# [Assigned task]
Output all the data below verbatim.

[Stored data]
- - - - -
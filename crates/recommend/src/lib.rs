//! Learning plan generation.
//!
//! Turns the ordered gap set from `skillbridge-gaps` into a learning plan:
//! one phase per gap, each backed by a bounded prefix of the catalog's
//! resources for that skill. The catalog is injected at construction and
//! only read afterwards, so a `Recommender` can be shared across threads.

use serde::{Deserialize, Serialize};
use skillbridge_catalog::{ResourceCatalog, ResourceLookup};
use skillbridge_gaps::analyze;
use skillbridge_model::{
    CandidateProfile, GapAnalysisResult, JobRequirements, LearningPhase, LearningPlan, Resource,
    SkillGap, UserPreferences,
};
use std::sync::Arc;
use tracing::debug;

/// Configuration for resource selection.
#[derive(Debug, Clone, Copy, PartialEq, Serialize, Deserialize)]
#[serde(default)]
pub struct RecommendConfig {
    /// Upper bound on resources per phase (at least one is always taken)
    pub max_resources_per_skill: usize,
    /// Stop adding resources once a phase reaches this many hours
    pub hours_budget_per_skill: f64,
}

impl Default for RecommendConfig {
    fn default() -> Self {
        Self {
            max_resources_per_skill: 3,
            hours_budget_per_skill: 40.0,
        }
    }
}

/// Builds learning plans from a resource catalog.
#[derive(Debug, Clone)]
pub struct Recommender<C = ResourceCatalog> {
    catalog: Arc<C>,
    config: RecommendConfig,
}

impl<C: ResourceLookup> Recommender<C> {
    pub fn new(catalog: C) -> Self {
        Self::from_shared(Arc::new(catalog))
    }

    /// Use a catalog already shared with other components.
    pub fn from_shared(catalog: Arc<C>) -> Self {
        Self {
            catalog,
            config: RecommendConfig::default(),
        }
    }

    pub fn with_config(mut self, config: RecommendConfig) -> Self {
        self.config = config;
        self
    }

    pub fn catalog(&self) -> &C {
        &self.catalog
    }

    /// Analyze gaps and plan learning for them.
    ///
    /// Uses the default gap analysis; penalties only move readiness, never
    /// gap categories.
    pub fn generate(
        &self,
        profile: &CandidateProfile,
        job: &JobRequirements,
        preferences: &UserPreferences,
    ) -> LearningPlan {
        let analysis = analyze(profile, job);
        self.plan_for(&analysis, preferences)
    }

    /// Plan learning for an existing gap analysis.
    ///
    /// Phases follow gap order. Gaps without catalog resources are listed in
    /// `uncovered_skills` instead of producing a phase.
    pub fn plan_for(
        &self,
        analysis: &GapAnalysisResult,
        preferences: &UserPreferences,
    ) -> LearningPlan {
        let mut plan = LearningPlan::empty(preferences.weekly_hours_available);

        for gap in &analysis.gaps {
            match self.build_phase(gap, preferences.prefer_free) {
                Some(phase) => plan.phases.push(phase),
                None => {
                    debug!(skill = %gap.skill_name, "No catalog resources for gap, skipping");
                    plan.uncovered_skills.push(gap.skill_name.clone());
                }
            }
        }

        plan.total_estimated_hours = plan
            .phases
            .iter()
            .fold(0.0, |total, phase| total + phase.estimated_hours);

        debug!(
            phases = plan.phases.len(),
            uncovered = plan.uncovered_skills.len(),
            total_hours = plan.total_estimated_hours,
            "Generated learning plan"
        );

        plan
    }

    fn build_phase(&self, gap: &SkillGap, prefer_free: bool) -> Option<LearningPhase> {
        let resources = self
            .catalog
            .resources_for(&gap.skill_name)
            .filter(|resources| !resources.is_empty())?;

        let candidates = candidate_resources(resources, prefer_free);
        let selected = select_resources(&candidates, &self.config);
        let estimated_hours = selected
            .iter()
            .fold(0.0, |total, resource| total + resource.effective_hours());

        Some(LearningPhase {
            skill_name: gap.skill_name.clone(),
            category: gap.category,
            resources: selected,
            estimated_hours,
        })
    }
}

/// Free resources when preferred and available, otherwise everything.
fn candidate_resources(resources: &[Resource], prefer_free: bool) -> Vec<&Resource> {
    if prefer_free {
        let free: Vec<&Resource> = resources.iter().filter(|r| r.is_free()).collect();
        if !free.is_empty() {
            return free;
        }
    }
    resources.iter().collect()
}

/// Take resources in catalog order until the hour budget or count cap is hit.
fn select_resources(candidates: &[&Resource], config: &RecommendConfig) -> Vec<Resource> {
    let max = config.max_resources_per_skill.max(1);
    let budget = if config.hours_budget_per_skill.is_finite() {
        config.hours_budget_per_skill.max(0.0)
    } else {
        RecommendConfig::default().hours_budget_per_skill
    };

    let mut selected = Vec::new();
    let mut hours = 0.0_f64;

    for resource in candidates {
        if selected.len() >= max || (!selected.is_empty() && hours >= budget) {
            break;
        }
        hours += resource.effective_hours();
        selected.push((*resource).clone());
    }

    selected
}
- - - - -
# [Response]
filename crates/recommend/src/lib.rs
//! Learning plan generation.
//!
//! Turns the ordered gap set from `skillbridge-gaps` into a learning plan:
//! one phase per gap, each backed by a bounded prefix of the catalog's
//! resources for that skill. The catalog is injected at construction and
//! only read afterwards, so a `Recommender` can be shared across threads.

use serde::{Deserialize, Serialize};
use skillbridge_catalog::{ResourceCatalog, ResourceLookup};
use skillbridge_gaps::analyze;
use skillbridge_model::{
    CandidateProfile, GapAnalysisResult, JobRequirements, LearningPhase, LearningPlan, Resource,
    SkillGap, UserPreferences,
};
use std::sync::Arc;
use tracing::debug;

/// Configuration for resource selection.
#[derive(Debug, Clone, Copy, PartialEq, Serialize, Deserialize)]
#[serde(default)]
pub struct RecommendConfig {
    /// Upper bound on resources per phase (at least one is always taken)
    pub max_resources_per_skill: usize,
    /// Stop adding resources once a phase reaches this many hours
    pub hours_budget_per_skill: f64,
}

impl Default for RecommendConfig {
    fn default() -> Self {
        Self {
            max_resources_per_skill: 3,
            hours_budget_per_skill: 40.0,
        }
    }
}

/// Builds learning plans from a resource catalog.
#[derive(Debug, Clone)]
pub struct Recommender<C = ResourceCatalog> {
    catalog: Arc<C>,
    config: RecommendConfig,
}

impl<C: ResourceLookup> Recommender<C> {
    pub fn new(catalog: C) -> Self {
        Self::from_shared(Arc::new(catalog))
    }

    /// Use a catalog already shared with other components.
    pub fn from_shared(catalog: Arc<C>) -> Self {
        Self {
            catalog,
            config: RecommendConfig::default(),
        }
    }

    pub fn with_config(mut self, config: RecommendConfig) -> Self {
        self.config = config;
        self
    }

    pub fn catalog(&self) -> &C {
        &self.catalog
    }

    /// Analyze gaps and plan learning for them.
    ///
    /// Uses the default gap analysis; penalties only move readiness, never
    /// gap categories.
    pub fn generate(
        &self,
        profile: &CandidateProfile,
        job: &JobRequirements,
        preferences: &UserPreferences,
    ) -> LearningPlan {
        let analysis = analyze(profile, job);
        self.plan_for(&analysis, preferences)
    }

    /// Plan learning for an existing gap analysis.
    ///
    /// Phases follow gap order. Gaps without catalog resources are listed in
    /// `uncovered_skills` instead of producing a phase.
    pub fn plan_for(
        &self,
        analysis: &GapAnalysisResult,
        preferences: &UserPreferences,
    ) -> LearningPlan {
        let mut plan = LearningPlan::empty(preferences.weekly_hours_available);

        for gap in &analysis.gaps {
            match self.build_phase(gap, preferences.prefer_free) {
                Some(phase) => plan.phases.push(phase),
                None => {
                    debug!(skill = %gap.skill_name, "No catalog resources for gap, skipping");
                    plan.uncovered_skills.push(gap.skill_name.clone());
                }
            }
        }

        plan.total_estimated_hours = plan
            .phases
            .iter()
            .fold(0.0, |total, phase| total + phase.estimated_hours);

        debug!(
            phases = plan.phases.len(),
            uncovered = plan.uncovered_skills.len(),
            total_hours = plan.total_estimated_hours,
            "Generated learning plan"
        );

        plan
    }

    fn build_phase(&self, gap: &SkillGap, prefer_free: bool) -> Option<LearningPhase> {
        let resources = self
            .catalog
            .resources_for(&gap.skill_name)
            .filter(|resources| !resources.is_empty())?;

        let candidates = candidate_resources(resources, prefer_free);
        let selected = select_resources(&candidates, &self.config);
        let estimated_hours = selected
            .iter()
            .fold(0.0, |total, resource| total + resource.effective_hours());

        Some(LearningPhase {
            skill_name: gap.skill_name.clone(),
            category: gap.category,
            resources: selected,
            estimated_hours,
        })
    }
}

/// Free resources when preferred and available, otherwise everything.
fn candidate_resources(resources: &[Resource], prefer_free: bool) -> Vec<&Resource> {
    if prefer_free {
        let free: Vec<&Resource> = resources.iter().filter(|r| r.is_free()).collect();
        if !free.is_empty() {
            return free;
        }
    }
    resources.iter().collect()
}

/// Take resources in catalog order until the hour budget or count cap is hit.
fn select_resources(candidates: &[&Resource], config: &RecommendConfig) -> Vec<Resource> {
    let max = config.max_resources_per_skill.max(1);
    let budget = if config.hours_budget_per_skill.is_finite() {
        config.hours_budget_per_skill.max(0.0)
    } else {
        RecommendConfig::default().hours_budget_per_skill
    };

    let mut selected = Vec::new();
    let mut hours = 0.0_f64;

    for resource in candidates {
        if selected.len() >= max || (!selected.is_empty() && hours >= budget) {
            break;
        }
        hours += resource.effective_hours();
        selected.push((*resource).clone());
    }

    selected
}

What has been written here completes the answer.